Кстати, о художниках. Радостный подъем, царивший в Голландии, запечатлен на сотнях живописных полотен. Это и картины Питера де Хооха, который любил изображать добропорядочных голландских домохозяек, начищающих медные котлы и сковородки в кирпичных интерьерах. И работы Брейгеля, где стар и млад несутся на коньках по заснеженным каналам: развеваются на ветру полосатые шарфы, вдалеке маячат красные черепичные крыши, ветряные мельницы и церковные шпили. А рядом висят картины Тенирса, на которых пьяные гуляки целуются возле кабаков со своими шлюхами. Все это Голландия — многоликая и разнохарактерная, как всякая страна. И все-таки в первую очередь облик Голландии определяли торговые короли — те самые пожилые неулыбчивые джентльмены в белых кружевных воротничках, которые солидно восседают на портретах рядом со своими чопорными женами.
Итак, ван Рибек бродил по набережным и вербовал добровольцев, желавших отправиться в Южную Африку. А что же происходило вокруг? Рембрандт только-только переехал в собственный дом со ставенками на Бреедстрат; Франс Хальс, этот старый семидесятилетний Фальстаф, распродавал имущество, чтобы расплатиться с булочником; Вермееру недавно исполнилось двадцать лет, а де Хооху стукнуло тридцать четыре; что касается, Вауэрмана, то он уже вовсю рисовал белых лошадей. Такова была бессмертная Голландия, из которой впоследствии выросла Южная Африка.
На тот момент, когда ван Рибек предстал перед Советом Семнадцати и согласился обустроить перевалочную базу на Капе, он был уже вполне опытным мореходом, успел объездить полмира по делам компании — от Гренландии до Японии. Как-то, возвращаясь домой из Батавии, он даже успел побывать на Капе и три недели провел в тех местах, где в будущем ему предстояло налаживать новую жизнь. Он застал там группу соотечественников — моряков с корабля «Харлем», потерпевшего крушение возле Столовой бухты. Уцелевшие члены команды вплавь добрались до берега и расположились лагерем приблизительно в том месте, где ныне находится Грин-Пойнт Коммон. Они уже успели разбить небольшой огородик и занимались тем, что просушивали пострадавшие от морской воды специи. Ван Рибек изучил окрестности Столовой горы и по прибытии в Амстердам со знанием дела изложил перед Советом свои «соображения и критические заметки» по поводу предполагаемого мероприятия.
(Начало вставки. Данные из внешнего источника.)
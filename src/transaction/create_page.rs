//! Defines the route handler for the page for creating a new transaction.

use axum::{
    extract::{FromRef, State},
    response::{IntoResponse, Response},
};
use maud::{Markup, html};
use time::Date;

use crate::{
    AppState, Error, endpoints,
    html::{FORM_CONTAINER_STYLE, base, dollar_input_styles, submit_button},
    navigation::NavBar,
    timezone::get_local_today,
    transaction::form::{TransactionFormDefaults, transaction_form_fields},
};

fn create_transaction_view(today: Date) -> Markup {
    let nav_bar = NavBar::new(endpoints::NEW_TRANSACTION_VIEW).into_html();
    let defaults = TransactionFormDefaults::empty(today);

    let content = html! {
        (nav_bar)

        div class=(FORM_CONTAINER_STYLE)
        {
            form
                hx-post=(endpoints::TRANSACTIONS_API)
                hx-target-error="#alert-container"
                hx-indicator="#indicator"
                hx-disabled-elt="#submit-button"
                class="w-full space-y-4 md:space-y-6"
            {
                h2 class="text-xl font-bold" { "New Transaction" }

                (transaction_form_fields(&defaults))

                (submit_button("Create Transaction"))
            }
        }
    };

    base("Create Transaction", &[dollar_input_styles()], &content)
}

/// The state needed for create new transaction page.
#[derive(Debug, Clone)]
pub struct CreateTransactionPageState {
    /// The local timezone as a canonical timezone name, e.g. "Pacific/Auckland".
    pub local_timezone: String,
}

impl FromRef<AppState> for CreateTransactionPageState {
    fn from_ref(state: &AppState) -> Self {
        Self {
            local_timezone: state.local_timezone.clone(),
        }
    }
}

/// Renders the page for creating a transaction.
pub async fn get_create_transaction_page(
    State(state): State<CreateTransactionPageState>,
) -> Result<Response, Error> {
    let today = get_local_today(&state.local_timezone)
        .inspect_err(|error| tracing::error!("Could not get today's date: {error}"))?;

    Ok(create_transaction_view(today).into_response())
}
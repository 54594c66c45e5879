use std::{
    error::Error,
    io::{self},
    path::Path,
    process::exit,
};

use clap::Parser;
use rusqlite::Connection;

use fintrack_rs::{PasswordHash, ValidatedPassword, get_user_by_email, update_password_by_email};

/// A utility for changing the password for a registered user.
#[derive(Parser, Debug)]
#[command(version, about, long_about = None)]
struct Args {
    /// File path to the application SQLite database.
    #[arg(long)]
    db_path: String,

    /// The email the user logs in with.
    #[arg(long)]
    email: String,
}

/// Prompt for a new password and save its hash for the user with the given email.
fn main() -> Result<(), Box<dyn Error>> {
    let args = Args::parse();
    let db_path = Path::new(&args.db_path);
    validate_db_path(db_path);

    println!("Loading user from {db_path:#?}");
    let mut conn = Connection::open(db_path)?;

    let user = match get_user_by_email(&args.email, &conn) {
        Ok(user) => user,
        Err(error) => {
            print_error(format!("Could not find a user with the email {}: {error}", args.email));
            exit(1);
        }
    };
    println!("Resetting password for {} ({})", user.username, user.email);

    let user_inputs = [user.username.as_ref(), user.email.as_str()];
    let Some(password_hash) = get_new_password_hash(&user_inputs) else {
        return Ok(());
    };

    update_password(&mut conn, user.email.as_str(), &password_hash)?;

    Ok(())
}

fn validate_db_path(db_path: &Path) {
    match db_path.extension() {
        None => {
            print_error("Database path must include a file extension (e.g., 'my_database.db').");
            exit(1);
        }
        Some(extension) if extension.is_empty() => {
            print_error("Database path must include a file extension (e.g., 'my_database.db').");
            exit(1);
        }
        _ => {}
    }

    if !db_path.is_file() {
        print_error(format!("File does not exist at {db_path:#?}!"));
        exit(1);
    }
}

fn prompt(message: &str) -> Option<String> {
    match rpassword::prompt_password(message) {
        Ok(string) => Some(string),
        Err(error) if error.kind() == io::ErrorKind::UnexpectedEof => None,
        Err(error) => {
            print_error(format!("Could not read password from stdin: {error}"));
            None
        }
    }
}

fn get_new_password_hash(user_inputs: &[&str]) -> Option<PasswordHash> {
    loop {
        println!();

        let first_password = prompt("Enter a new password: ")?;

        let validated_password = match ValidatedPassword::new(&first_password, user_inputs) {
            Ok(password) => password,
            Err(error) => {
                print_error(error);
                continue;
            }
        };

        let second_password = prompt("Enter the same password again: ")?;

        if first_password != second_password {
            print_error("Passwords must match, try again.");
            continue;
        }

        match PasswordHash::new(validated_password, PasswordHash::DEFAULT_COST) {
            Ok(password_hash) => return Some(password_hash),
            Err(error) => {
                print_error(format!("Could not hash password: {error}. Try again."));
            }
        }
    }
}

fn print_error(error: impl ToString) {
    eprintln!(
        "\x1b[31;1m{}\x1b[0m",
        capitalise_first_char(&error.to_string())
    )
}

fn capitalise_first_char(string: &str) -> String {
    let mut chars = string.chars();
    let Some(first) = chars.next() else {
        return String::with_capacity(0);
    };
    first.to_uppercase().chain(chars).collect()
}

fn update_password(
    conn: &mut Connection,
    email: &str,
    password: &PasswordHash,
) -> Result<(), Box<dyn Error>> {
    let transaction = conn.transaction()?;

    let rows_affected = update_password_by_email(email, password, &transaction)?;

    if rows_affected != 1 {
        print_error(format!(
            "Updating password affected {rows_affected} user(s), expected 1. Rolling back..."
        ));
        transaction.rollback()?;
        return Err(Box::new(rusqlite::Error::StatementChangedRows(rows_affected)));
    }

    transaction.commit()?;

    println!("Password updated successfully!");

    Ok(())
}
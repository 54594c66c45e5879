//! Page links for the paginated transaction listings.

use maud::{Markup, html};
use serde::Deserialize;

/// The config for pagination
#[derive(Debug, Clone)]
pub struct PaginationConfig {
    /// The page number to default to when not specified in a request.
    pub default_page: u64,
    /// The maximum number of page links to show in the pagination bar.
    pub max_pages: u64,
}

impl Default for PaginationConfig {
    fn default() -> Self {
        Self {
            default_page: 1,
            max_pages: 5,
        }
    }
}

/// The `?page=N` query parameter.
#[derive(Debug, Default, Deserialize)]
pub struct PageQuery {
    pub page: Option<u64>,
}

#[derive(Debug, PartialEq, Eq)]
pub enum PaginationIndicator {
    Page(u64),
    CurrPage(u64),
    Ellipsis,
    NextButton(u64),
    BackButton(u64),
}

/// Work out which page links to show for `curr_page` out of `page_count` pages.
///
/// At most `max_pages` consecutive page numbers are shown around the current
/// page. The first and last pages are always reachable, with an ellipsis
/// standing in for the pages that were skipped.
pub fn create_pagination_indicators(
    curr_page: u64,
    page_count: u64,
    max_pages: u64,
) -> Vec<PaginationIndicator> {
    let to_indicator = |page| {
        if page == curr_page {
            PaginationIndicator::CurrPage(page)
        } else {
            PaginationIndicator::Page(page)
        }
    };
    let half_window = max_pages / 2;

    let window = if page_count <= max_pages {
        1..=page_count
    } else if curr_page <= half_window {
        1..=max_pages
    } else if curr_page > page_count - half_window {
        (page_count - max_pages + 1)..=page_count
    } else {
        (curr_page - half_window)..=(curr_page + half_window)
    };

    let mut indicators: Vec<PaginationIndicator> = window.map(to_indicator).collect();

    if page_count > max_pages {
        if curr_page > half_window + 1 {
            indicators.insert(0, PaginationIndicator::Page(1));
            indicators.insert(1, PaginationIndicator::Ellipsis);
        }

        if curr_page < page_count - half_window {
            indicators.push(PaginationIndicator::Ellipsis);
            indicators.push(PaginationIndicator::Page(page_count));
        }
    }

    if curr_page > 1 {
        // Clamp so that "back" from a page past the end lands on the last page.
        let back_page = (curr_page - 1).min(page_count.max(1));
        indicators.insert(0, PaginationIndicator::BackButton(back_page));
    }

    if curr_page < page_count {
        indicators.push(PaginationIndicator::NextButton(curr_page + 1));
    }

    indicators
}

fn page_url(base_url: &str, page: u64) -> String {
    format!("{base_url}?page={page}")
}

/// Render `indicators` as a row of links to `base_url?page=N`.
pub fn pagination_nav(indicators: &[PaginationIndicator], base_url: &str) -> Markup {
    const LINK_STYLE: &str = "flex items-center justify-center px-3 h-8 leading-tight \
        text-gray-500 bg-white border border-gray-300 hover:bg-gray-100 hover:text-gray-700 \
        dark:bg-gray-800 dark:border-gray-700 dark:text-gray-400 dark:hover:bg-gray-700 \
        dark:hover:text-white";
    const CURRENT_STYLE: &str = "flex items-center justify-center px-3 h-8 \
        text-blue-600 border border-gray-300 bg-blue-50 dark:border-gray-700 \
        dark:bg-gray-700 dark:text-white";

    html! {
        @if !indicators.is_empty()
        {
            nav aria-label="Transaction pages" class="flex justify-center my-4"
            {
                ul class="inline-flex -space-x-px text-sm"
                {
                    @for indicator in indicators
                    {
                        li
                        {
                            @match indicator
                            {
                                PaginationIndicator::BackButton(page) => {
                                    a href=(page_url(base_url, *page)) class=(LINK_STYLE) { "Back" }
                                }
                                PaginationIndicator::Page(page) => {
                                    a href=(page_url(base_url, *page)) class=(LINK_STYLE) { (page) }
                                }
                                PaginationIndicator::CurrPage(page) => {
                                    a
                                        href=(page_url(base_url, *page))
                                        aria-current="page"
                                        class=(CURRENT_STYLE)
                                    { (page) }
                                }
                                PaginationIndicator::Ellipsis => {
                                    span class=(LINK_STYLE) { "…" }
                                }
                                PaginationIndicator::NextButton(page) => {
                                    a href=(page_url(base_url, *page)) class=(LINK_STYLE) { "Next" }
                                }
                            }
                        }
                    }
                }
            }
        }
    }
}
Не составляет большого труда вообразить себе сцену, разыгравшуюся в зале заседаний дома Ост-Индской компании. Здесь собрались семнадцать директоров, и мы хорошо их себе представляем благодаря полотну Рембрандта «Синдики цеха суконщиков» — умные, заинтересованные лица с вандейковскими бородками, белоснежные крахмальные воротники, широкополые шляпы и бархатных штаны до колен, перевязанные атласными ленточками. Они с жадностью допрашивали своего преданного слугу (ван Рибек действительно всю жизнь преданно служил родной компании).
Вполне возможно, что в ходе этой дискуссии коснулись и Манхэттенского острова, успешного проекта Вест-Индской компании. За двадцать пять лет до того она сумела заложить на американских берегах собственную базу, ставшую как бы прообразом Капской колонии. Ее основатель Питер Минуит (человек, во многом похожий на ван Рибека) построил на Манхэттене земляную крепость и в предвидении великих торговых перспектив нарек ее «Фортом Доброй Надежды». На месте того скромного форта сегодня располагаются новое здание Таможенного управления и Бэттери-парк. Поселение Минуита получило название Новый Амстердам. Землю под него выменяли у краснокожих аборигенов на горстку бус стоимостью в шесть фунтов. Да уж, подобные сделки делают честь голландским торговцам. Если бы подобное удалось провернуть и с племенами готтентотов, то уж будьте уверены, что ван Рибек затмил бы славу Питера Минуита!